TO DO
Type again, exactly, the lines below from the start through the line that includes "pub(crate) thresholds: &'a".
*** GIVEN DATA ***
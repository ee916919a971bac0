//! JSON report assembled from a finished analysis.

use guide_insight_analyzer::{ClassifiedGuide, GuideAnalysis, KpiTotals, PopulationStats};
use guide_insight_core::{AnalyzerThresholds, GuideId, RankingMode, StatusTag, WatchlistReason};
use serde::Serialize;

use crate::analyze::AnalyzeConfig;

/// Everything the dashboard needs from one analysis run.
#[derive(Debug, Serialize)]
#[serde(rename_all = "camelCase")]
pub(crate) struct AnalysisReport<'a> {
    pub(crate) guide_count: usize,
    pub(crate) thresholds: &'a AnalyzerThresholds,
    pub(crate) population: &'a PopulationStats,
    pub(crate) kpi_totals: KpiTotals,
    pub(crate) status_distribution: Vec<StatusCount>,
    pub(crate) ranking: RankingMode,
    pub(crate) leaderboard: Vec<LeaderboardRow<'a>>,
    pub(crate) watchlist: Vec<WatchlistRow<'a>>,
    pub(crate) guides: Vec<&'a ClassifiedGuide>,
}

#[derive(Debug, Serialize)]
pub(crate) struct StatusCount {
    pub(crate) status: StatusTag,
    pub(crate) label: &'static str,
    pub(crate) count: usize,
}

#[derive(Debug, Serialize)]
#[serde(rename_all = "camelCase")]
pub(crate) struct LeaderboardRow<'a> {
    pub(crate) rank: usize,
    pub(crate) id: &'a GuideId,
    pub(crate) name: String,
    pub(crate) value: f64,
    pub(crate) primary_status: StatusTag,
}

#[derive(Debug, Serialize)]
pub(crate) struct WatchlistRow<'a> {
    pub(crate) id: &'a GuideId,
    pub(crate) name: String,
    pub(crate) reasons: Vec<ReasonRow>,
}

#[derive(Debug, Serialize)]
pub(crate) struct ReasonRow {
    pub(crate) code: WatchlistReason,
    pub(crate) label: &'static str,
}

impl<'a> AnalysisReport<'a> {
    /// Build the report. The display filter only narrows `guides`.
    pub(crate) fn build(analysis: &'a GuideAnalysis, config: &AnalyzeConfig) -> Self {
        let status_distribution = analysis
            .status_distribution()
            .into_iter()
            .map(|(status, count)| StatusCount {
                status,
                label: status.label(),
                count,
            })
            .collect();

        let leaderboard = analysis
            .leaderboard_with_limit(config.ranking, config.leaderboard_size)
            .into_iter()
            .zip(1_usize..)
            .map(|(guide, rank)| LeaderboardRow {
                rank,
                id: &guide.record.id,
                name: guide.record.display_name(),
                value: guide.ranking_value(config.ranking),
                primary_status: guide.metrics.primary_status(),
            })
            .collect();

        let watchlist = analysis
            .watchlist()
            .into_iter()
            .map(|guide| WatchlistRow {
                id: &guide.record.id,
                name: guide.record.display_name(),
                reasons: guide
                    .watchlist_reasons
                    .iter()
                    .map(|&code| ReasonRow {
                        code,
                        label: code.label(),
                    })
                    .collect(),
            })
            .collect();

        Self {
            guide_count: analysis.len(),
            thresholds: analysis.thresholds(),
            population: analysis.stats(),
            kpi_totals: analysis.kpi_totals(),
            status_distribution,
            ranking: config.ranking,
            leaderboard,
            watchlist,
            guides: config.filter.apply(analysis.guides()),
        }
    }
}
*** End of GIVEN DATA ***
SOLUTION
repository ee916919a971bac0
//! JSON report assembled from a finished analysis.

use guide_insight_analyzer::{ClassifiedGuide, GuideAnalysis, KpiTotals, PopulationStats};
use guide_insight_core::{AnalyzerThresholds, GuideId, RankingMode, StatusTag, WatchlistReason};
use serde::Serialize;

use crate::analyze::AnalyzeConfig;

/// Everything the dashboard needs from one analysis run.
#[derive(Debug, Serialize)]
#[serde(rename_all = "camelCase")]
pub(crate) struct AnalysisReport<'a> {
    pub(crate) guide_count: usize,
    pub(crate) thresholds: &'a AnalyzerThresholds,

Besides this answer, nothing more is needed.